The first crisis between Egypt and the United States since the revolution has unexpectedly hit. The crux of the matter is evidently Washington’s generous funding of Egyptian and American organizations that work in the field of human rights and support democratic practices. The Supreme Council of the Armed Forces sees American behavior as interference in internal affairs, and an attempt to appropriate the revolution and exploit it to serve American and Israeli interests. Meanwhile, Washington sees what it has done as business as usual which is accepted by the Egyptian government, and considers it a natural extension of its activities in Egypt prior to the revolution.
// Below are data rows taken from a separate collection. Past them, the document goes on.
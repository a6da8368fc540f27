use anyhow::{Result, bail};
use chrono::Utc;
use clap::Args;

use getty::{AnyStore, FeedPolicy, GettyService, ImageSource, PostDraft, PostImage};

use crate::commands::settle;
use crate::examples::ExampleGroup;
use crate::output::{Answer, OutputManager};

pub const POST_EXAMPLES: &[ExampleGroup] = &[
    ExampleGroup {
        title: "Publish",
        commands: &[
            "getty post alice --prompt \"a fox in the snow\" --image-url https://img/1.png",
            "getty post alice --date 2024_01_05 --prompt \"retro\" --image-b64 aGVsbG8=   # Backfill a day",
        ],
    },
    ExampleGroup {
        title: "Read",
        commands: &[
            "getty show alice 2024_01_05          # One post",
            "getty posts alice                    # Every post, oldest first",
        ],
    },
];

pub const LIKE_EXAMPLES: &[ExampleGroup] = &[ExampleGroup {
    title: "Likes",
    commands: &[
        "getty like alice 2024_01_05 --by bob           # bob likes alice's post",
        "getty like alice 2024_01_05 --by bob --check   # Does bob like it?",
        "getty unlike alice 2024_01_05 --by bob",
    ],
}];

pub const FEED_EXAMPLES: &[ExampleGroup] = &[ExampleGroup {
    title: "Home Feed",
    commands: &[
        "getty feed bob                       # Posts of everyone bob follows",
        "getty feed bob --include-own         # Bob's own posts first",
        "getty feed bob --policy best-effort  # Skip users whose posts cannot be read",
    ],
}];

#[derive(Args)]
pub struct PostArgs {
    /// Author of the post
    pub user_id: String,

    /// Day to post for (<year>_<month>_<day>); defaults to today
    #[arg(long)]
    pub date: Option<String>,

    /// Prompt the image was generated from
    #[arg(long, default_value = "")]
    pub prompt: String,

    /// Daily prompt the user answered
    #[arg(long)]
    pub given_prompt: Option<String>,

    /// Image URL
    #[arg(long, conflicts_with = "image_b64")]
    pub image_url: Option<String>,

    /// Base64 image payload
    #[arg(long)]
    pub image_b64: Option<String>,

    /// Unix timestamp of the image; defaults to now
    #[arg(long)]
    pub created: Option<i64>,
}

#[derive(Args)]
pub struct PostRef {
    /// Owner of the post
    pub user_id: String,

    /// Day key of the post
    pub post_id: String,
}

#[derive(Args)]
pub struct LikeArgs {
    #[command(flatten)]
    pub post: PostRef,

    /// User liking the post
    #[arg(long = "by")]
    pub liker_id: String,

    /// Only report whether the user likes the post
    #[arg(long)]
    pub check: bool,
}

#[derive(Args)]
pub struct CommentArgs {
    #[command(flatten)]
    pub post: PostRef,

    /// Comment text
    pub text: String,

    /// Author of the comment
    #[arg(long = "by")]
    pub author_id: String,

    /// Display name stored with the comment; defaults to the author id
    #[arg(long)]
    pub username: Option<String>,
}

#[derive(Args)]
pub struct FeedArgs {
    /// User whose home feed to build
    pub user_id: String,

    /// Put the user's own posts first
    #[arg(long)]
    pub include_own: bool,

    /// What to do when one followed user's posts cannot be read
    #[arg(long, value_enum)]
    pub policy: Option<FeedPolicy>,
}

pub async fn handle_post(args: PostArgs, service: &GettyService<AnyStore>, output: &OutputManager) -> Result<()> {
    let source = match (args.image_url, args.image_b64) {
        (Some(url), _) => ImageSource::Url { url },
        (None, Some(b64)) => ImageSource::B64 { b64 },
        (None, None) => bail!("one of --image-url or --image-b64 is required"),
    };
    let draft = PostDraft {
        user_prompt: args.prompt,
        given_prompt: args.given_prompt,
        image: Some(PostImage {
            created: args.created.unwrap_or_else(|| Utc::now().timestamp()),
            source,
        }),
    };
    let post = settle(service.create_post(&args.user_id, args.date.as_deref(), draft).await)?;
    output.success(&format!("Stored post {}/{}", post.user_id, post.date_key));
    output.display(&post)
}

pub async fn handle_show(args: PostRef, service: &GettyService<AnyStore>, output: &OutputManager) -> Result<()> {
    match settle(service.get_post(&args.user_id, &args.post_id).await)? {
        Some(post) => output.display(&post),
        None => {
            output.warning(&format!("{} has no post for {}", args.user_id, args.post_id));
            Ok(())
        }
    }
}

pub async fn handle_posts(user_id: &str, service: &GettyService<AnyStore>, output: &OutputManager) -> Result<()> {
    let posts = settle(service.get_all_posts(user_id).await)?;
    output.display(&posts)
}

pub async fn handle_like(
    args: LikeArgs,
    liked: bool,
    service: &GettyService<AnyStore>,
    output: &OutputManager,
) -> Result<()> {
    let PostRef { user_id, post_id } = &args.post;
    if args.check {
        let answer = settle(service.user_likes_post(user_id, post_id, &args.liker_id).await)?;
        return output.display(&Answer {
            question: format!("{} likes {user_id}/{post_id}", args.liker_id),
            answer,
        });
    }

    let envelope = if liked {
        service.like_post(user_id, post_id, &args.liker_id).await
    } else {
        service.unlike_post(user_id, post_id, &args.liker_id).await
    };
    let post = settle(envelope)?;
    output.success(&format!(
        "{} {} {user_id}/{post_id}",
        args.liker_id,
        if liked { "likes" } else { "no longer likes" }
    ));
    output.display(&post)
}

pub async fn handle_comment(args: CommentArgs, service: &GettyService<AnyStore>, output: &OutputManager) -> Result<()> {
    let username = args.username.as_deref().unwrap_or(&args.author_id);
    let post = settle(
        service
            .add_comment(&args.post.user_id, &args.post.post_id, &args.author_id, username, &args.text)
            .await,
    )?;
    output.success(&format!("Comment added to {}/{}", post.user_id, post.date_key));
    output.display(&post)
}

pub async fn handle_feed(args: FeedArgs, service: &GettyService<AnyStore>, output: &OutputManager) -> Result<()> {
    let feed = settle(service.home_feed(&args.user_id).await)?;
    output.display(&feed)?;
    if !feed.skipped.is_empty() {
        output.warning(&format!("{} followed user(s) left out:", feed.skipped.len()));
        for failure in &feed.skipped {
            output.bullet(&format!("{}: {}", failure.user_id, failure.message));
        }
    }
    Ok(())
}
//! getty core library.
//!
//! Daily posts, likes, comments and follow edges kept consistent on top of a path-addressed
//! document store. Repositories return `Result<_, RepoError>`; [`service::GettyService`] turns
//! them into [`envelope::Envelope`] values and [`api::make_router`] serves those over HTTP.

pub mod api;
pub mod config;
pub mod date_key;
pub mod envelope;
pub mod errors;
pub mod feed;
pub mod graph;
pub mod keys;
pub mod models;
pub mod posts;
pub mod runtime;
pub mod service;
pub mod store;

pub use config::GettyConfig;
pub use date_key::{Calendar, DateKey};
pub use envelope::{Envelope, ErrorBody};
pub use errors::{ErrorKind, RepoError, ValidationError, ValidationIssue, ValidationResult};
pub use feed::{FeedAggregator, FeedPolicy, HomeFeed};
pub use graph::{Edge, EdgeIssue, RepairReport, SocialGraph, WriteMode};
pub use models::{Comment, FriendRecord, ImageSource, Post, PostDraft, PostImage};
pub use posts::{LikeStrategy, PostRepository};
pub use service::GettyService;
pub use store::{AnyStore, DocumentStore, MemoryStore, RedisStore};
The crisis hit quickly after security forces, maybe for the first time in the history of Egyptian-American relations, raided the offices of 17 domestic and foreign nonprofit groups, and confiscated computers and documents. Among the organizations were the American National Democratic Institute, the International Republican Institute, Freedom House, and the German “Konrad-Adenauer-Stiftung.” The commission decided to take 44 people to court, among them 19 Americans, and to bar them from traveling. These measures were accompanied by a wide-ranging government media campaign about foreign conspiracies to divide Egypt and destroy the country. The campaign extended to Egyptian human rights activists, since it reiterated political vocabulary widespread during the Mubarak era, conveying accusations of treason, espionage and conspiracy.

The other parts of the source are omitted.